In my notes on the first two Miss Marple novels, The Murder at the Vicarage and The Body in the Library, I’ve mentioned how Miss Marple herself remains a secondary figure, knitting in the background and not playing a significant role in the plot or really doing much of anything until the big reveal at the end. Well, that gets doubled-down on here, as The Moving Finger is a 164-page novel in the edition I was reading and Miss Marple doesn’t appear, indeed isn’t mentioned, until page 117. At which point she promptly solves the case, explaining everything in the denouement. She works fast!

But then, as she points out at the beginning of her wrap-up, this was an easy case: “Most crimes, you see, are so absurdly simple. This one was. Quite sane and straightforward – and quite understandable – in an unpleasant way, of course.” There are all the usual distractions – a long list of suspects, a complicated timeline – but what it comes down to, again, is the question of motive. I didn’t figure out exactly how the killer did it, or pick up all the breadcrumbs of clues that Miss Marple did, but I had a strong hunch whodunit that turned out to be correct.

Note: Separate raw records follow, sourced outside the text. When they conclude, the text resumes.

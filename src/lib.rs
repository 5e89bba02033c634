//! # Jirat - Jira issues and time tracking from the terminal
//!
//! A command-line client for a Jira issue tracker that also keeps a local
//! time log for every issue you start and stop progress on.
//!
//! ## Features
//!
//! - **Issues**: list your open issues, show one issue, read and add comments
//! - **Projects**: list the projects visible to you
//! - **Progress**: start/stop progress transitions on the server
//! - **Time Log**: every start/stop is appended to a per-issue log; `time`
//!   reports the accumulated total, including a session still in progress
//!
//! ## Usage
//!
//! ```rust,no_run
//! use jirat::commands::Cli;
//!
//! #[tokio::main]
//! async fn main() -> anyhow::Result<()> {
//!     Cli::menu().await
//! }
//! ```

pub mod api;
pub mod commands;
pub mod libs;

Things kick off with amateur pilot Jerry Burton recovering from a crash in the sleepy country village of Lymstock with his sister Joanna. They’ve rented a house with the too-cozy name of Little Furze and settled in for some quiet convalescence. Unfortunately, as soon as they arrive Lymstock starts suffering from a plague of poison-pen letters, including some addressed to Jerry and Joanna. It seems Lymstock has its very own proto-troll. You know why people write nasty anonymous letters, or insult people on comment threads? It’s because “they’ve got a screw loose. It satisfies some urge, I suppose. If you’ve been snubbed, or ignored, or frustrated, and your life’s pretty drab and empty, I suppose you get a sense of power from stabbing in the dark at people who are happy and enjoying themselves.”

Then one of the addressees dies of an apparent suicide and her serving girl is later murdered in a particularly (for Christie) horrific way: knocked unconscious with a blow to the back of the head and then having a kitchen skewer thrust in the base of her skull. That’s mean! We all know poison is the weapon of choice for cozy killers.

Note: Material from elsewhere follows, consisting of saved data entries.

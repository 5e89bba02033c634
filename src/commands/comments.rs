use super::IssueArgs;
use crate::{
    api::Jira,
    libs::{
        formatter::{self, Field},
        messages::Message,
        view::View,
    },
};
use anyhow::Result;

pub async fn cmd(jira: &mut Jira, args: IssueArgs) -> Result<()> {
    let page = jira.comments(&args.key).await?;
    let rows: Vec<Field> = page.comments.iter().map(formatter::comment_row).collect();

    View::title(&Message::CommentsHeader(page.total, args.key).to_string());
    View::comments(&rows);
    Ok(())
}
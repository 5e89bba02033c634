//! Application configuration.
//!
//! Settings live in `config.json` in the data directory as pretty-printed
//! JSON. The file is read once at process entry and the resulting [`Config`]
//! is handed to every command that needs it.
//!
//! ```json
//! {
//!   "jira": {
//!     "login": "jdoe",
//!     "api_url": "https://jira.example.com",
//!     "start_transition": "4",
//!     "stop_transition": "301",
//!     "accept_invalid_certs": false
//!   }
//! }
//! ```
//!
//! Passwords are never part of this file; see [`crate::libs::secret`].

use super::data_storage::DataStorage;
use crate::api::jira::{self, JiraConfig};
use crate::libs::messages::Message;
use crate::{msg_error_anyhow, msg_print, msg_warning};
use anyhow::{Context, Result};
use serde::{Deserialize, Serialize};
use std::fs::{self, File};
use std::io::ErrorKind;
use std::path::{Path, PathBuf};

pub const CONFIG_FILE_NAME: &str = "config.json";

#[derive(Serialize, Deserialize, Clone, Debug, Default, PartialEq)]
pub struct Config {
    /// Jira connection settings. `None` until `jirat init` has run.
    #[serde(skip_serializing_if = "Option::is_none")]
    pub jira: Option<JiraConfig>,
}

impl Config {
    pub fn path() -> Result<PathBuf> {
        DataStorage::new().get_path(CONFIG_FILE_NAME)
    }

    /// Loads the configuration, falling back to the default when no file exists.
    pub fn read() -> Result<Config> {
        Self::read_from(&Self::path()?)
    }

    pub fn read_from(path: &Path) -> Result<Config> {
        if !path.exists() {
            return Ok(Config::default());
        }

        let config_str = fs::read_to_string(path)?;
        serde_json::from_str(&config_str).with_context(|| format!("failed to parse {}", path.display()))
    }

    pub fn save(&self) -> Result<()> {
        self.save_to(&Self::path()?)
    }

    pub fn save_to(&self, path: &Path) -> Result<()> {
        if let Some(parent) = path.parent() {
            fs::create_dir_all(parent)?;
        }
        let config_file = File::create(path)?;
        serde_json::to_writer_pretty(&config_file, &self)?;
        tracing::debug!(path = %path.display(), "configuration saved");
        Ok(())
    }

    /// Removes the configuration file. A missing file is not an error.
    pub fn delete() -> Result<()> {
        Self::delete_at(&Self::path()?)
    }

    pub fn delete_at(path: &Path) -> Result<()> {
        match fs::remove_file(path) {
            Err(err) if err.kind() != ErrorKind::NotFound => Err(err.into()),
            _ => Ok(()),
        }
    }

    /// Interactive setup wizard.
    ///
    /// Existing values are offered as defaults. After the Jira settings are
    /// collected the password is prompted for and stored encrypted.
    pub fn init() -> Result<Self> {
        let mut config = Self::read().unwrap_or_else(|err| {
            msg_warning!(Message::ConfigUnreadable(format!("{:#}", err)));
            Self::default()
        });

        msg_print!(Message::ConfigModuleJira);
        config.jira = Some(JiraConfig::init(&config.jira)?);
        jira::secret(&DataStorage::new()).prompt()?;

        Ok(config)
    }

    /// The Jira section, or an error telling the user to run `init`.
    pub fn jira(&self) -> Result<&JiraConfig> {
        self.jira.as_ref().ok_or_else(|| msg_error_anyhow!(Message::JiraNotConfigured))
    }
}
//! User-facing text.
//!
//! Every string jirat shows to the user is a [`Message`] variant, rendered by
//! its `Display` impl in [`display`]. The `msg_*!` macros in [`macros`] decide
//! whether the text goes to the terminal or through `tracing`.

pub mod display;
pub mod macros;
pub mod types;

pub use types::Message;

If you were familiar with the plot of The A.B.C. Murders, which came out six years earlier, you’d be able to guess what was going on with the letters, though you’d be no closer to identifying the killer. I won’t add more about that, but only sum up by saying that while the mystery here isn’t first-rate, the book is a good read (and one of Christie’s own favourites) just because the characters are so enjoyable. When Jerry falls for the village tomboy Megan (spunky enough to defend Goneril and Regan against their mean dad, and young enough to almost be Jerry’s daughter) it plays very much like a modern rom-com, especially when he literally whisks her off her feet and takes her to London to dress her up. You can’t help but be reminded of the clichéd scenes in the teen rom-coms where the guy takes the girl’s glasses off and reveals her to be a princess. Even her “freckles are so earnest and Scottish.” I was puzzled, however, at one of the descriptions of Megan in frumpy mode: “She slouched out of the room. She was untidily dressed as usual and there were potatoes in both heels.” Does this mean she actually had potatoes in her shoes, which I’ve heard is a method used to stretch out shoes that are too small or uncomfortably tight, or is it a figure of speech for something else? I suspect I’m missing another archaic Britishism.

In any event, it doesn’t take long for Jerry to fall head-over-heels in love when he realizes that Megan is, indeed, a keeper.

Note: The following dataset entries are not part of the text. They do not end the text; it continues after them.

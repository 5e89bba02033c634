use crate::{api::Jira, libs::messages::Message, msg_success};
use anyhow::Result;
use clap::Args;

#[derive(Debug, Args)]
pub struct CommentArgs {
    #[arg(required = true, help = "Issue key, e.g. PROJ-123")]
    pub key: String,
    #[arg(required = true, help = "Comment text")]
    pub body: String,
}

pub async fn cmd(jira: &mut Jira, args: CommentArgs) -> Result<()> {
    jira.add_comment(&args.key, &args.body).await?;
    msg_success!(Message::CommentAdded(args.key));
    Ok(())
}
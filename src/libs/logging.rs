//! `tracing` subscriber setup.
//!
//! Logging is off unless `RUST_LOG` or `JIRAT_DEBUG` is set, matching the
//! switch used by the `msg_*!` macros. `RUST_LOG` takes the usual
//! `EnvFilter` syntax. `JIRAT_DEBUG` alone enables `debug` for this crate.
//! Everything is written to stderr so command output on stdout stays clean.

use super::messages::macros::is_debug_mode;
use tracing_subscriber::{fmt, layer::SubscriberExt, util::SubscriberInitExt, EnvFilter};

const DEFAULT_DIRECTIVE: &str = "jirat=debug";

pub fn init() {
    if !is_debug_mode() {
        return;
    }

    let filter = EnvFilter::try_from_default_env().unwrap_or_else(|_| EnvFilter::new(DEFAULT_DIRECTIVE));

    // A second init (e.g. from a test harness) is harmless.
    let _ = tracing_subscriber::registry()
        .with(filter)
        .with(fmt::layer().with_target(true).with_writer(std::io::stderr))
        .try_init();
}
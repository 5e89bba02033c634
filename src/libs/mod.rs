//! Core library modules for jirat.
//!
//! - **Time tracking**: [`timelog`] keeps the append-only per-issue log and
//!   computes logged time
//! - **Infrastructure**: [`config`], [`data_storage`], [`secret`], [`logging`]
//! - **Presentation**: [`formatter`] builds structured output, [`view`]
//!   renders it, [`messages`] holds every user-facing sentence
//!
//! ```rust,no_run
//! use jirat::libs::{data_storage::DataStorage, timelog::TimeLog};
//! use chrono::Local;
//!
//! let log = TimeLog::new(&DataStorage::new());
//! let total = log.accumulate("PROJ-123", Local::now().naive_local())?;
//! # Ok::<(), jirat::libs::timelog::TimeLogError>(())
//! ```

pub mod config;
pub mod data_storage;
pub mod formatter;
pub mod logging;
pub mod messages;
pub mod secret;
pub mod timelog;
pub mod view;
use super::IssueArgs;
use crate::{
    api::Jira,
    libs::{formatter, view::View},
};
use anyhow::Result;

pub async fn cmd(jira: &mut Jira, args: IssueArgs) -> Result<()> {
    let issue = jira.issue(&args.key).await?;
    View::issue(&formatter::issue_card(&issue));
    Ok(())
}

What a nice child she was, I thought. So pleased with everything, so unquestioning, accepting all my suggestions without fuss or bother.

Grab hold of that young woman and don’t let her go, Jerry!

Even a backwater like Lymstock is dominated by certain roles and conventions. It’s assumed, for example, that the letter writer must be a woman of high social position. Don’t ask why. But the one gay man might qualify because he’s “got an abnormally female streak in his character.” Which is as close as Christie is going to come here to calling someone gay. And as for being of high social position, that sort of goes without saying in a world where the lower classes are all but invisible. Jerry at one point is surprised to hear the house servant mention the name of the Daily Woman (capitalized): “For a fortnight now, I had been conscious of a middle-aged woman with wisps of grey hair, usually on her knees retreating crablike from bathroom and stairs and passage when I appeared.” They’d better retreat! What if you were to trip over them?

So Lymstock is a cozy place, aside from the odd skewer to the brain stem. And I’ll confess I find something endearing about relationships based on companionship rather than sexual attraction being presented as the ideal. In fact, you can usually tell who the good people are in a Christie book by the nature of their relationships. Companionship, not far removed from the brother-sister pairings we have a couple of instances of here, is the goal, and spells a happy life. Anything more physical is likely to be dangerous. SA (sex appeal) is always a red flag.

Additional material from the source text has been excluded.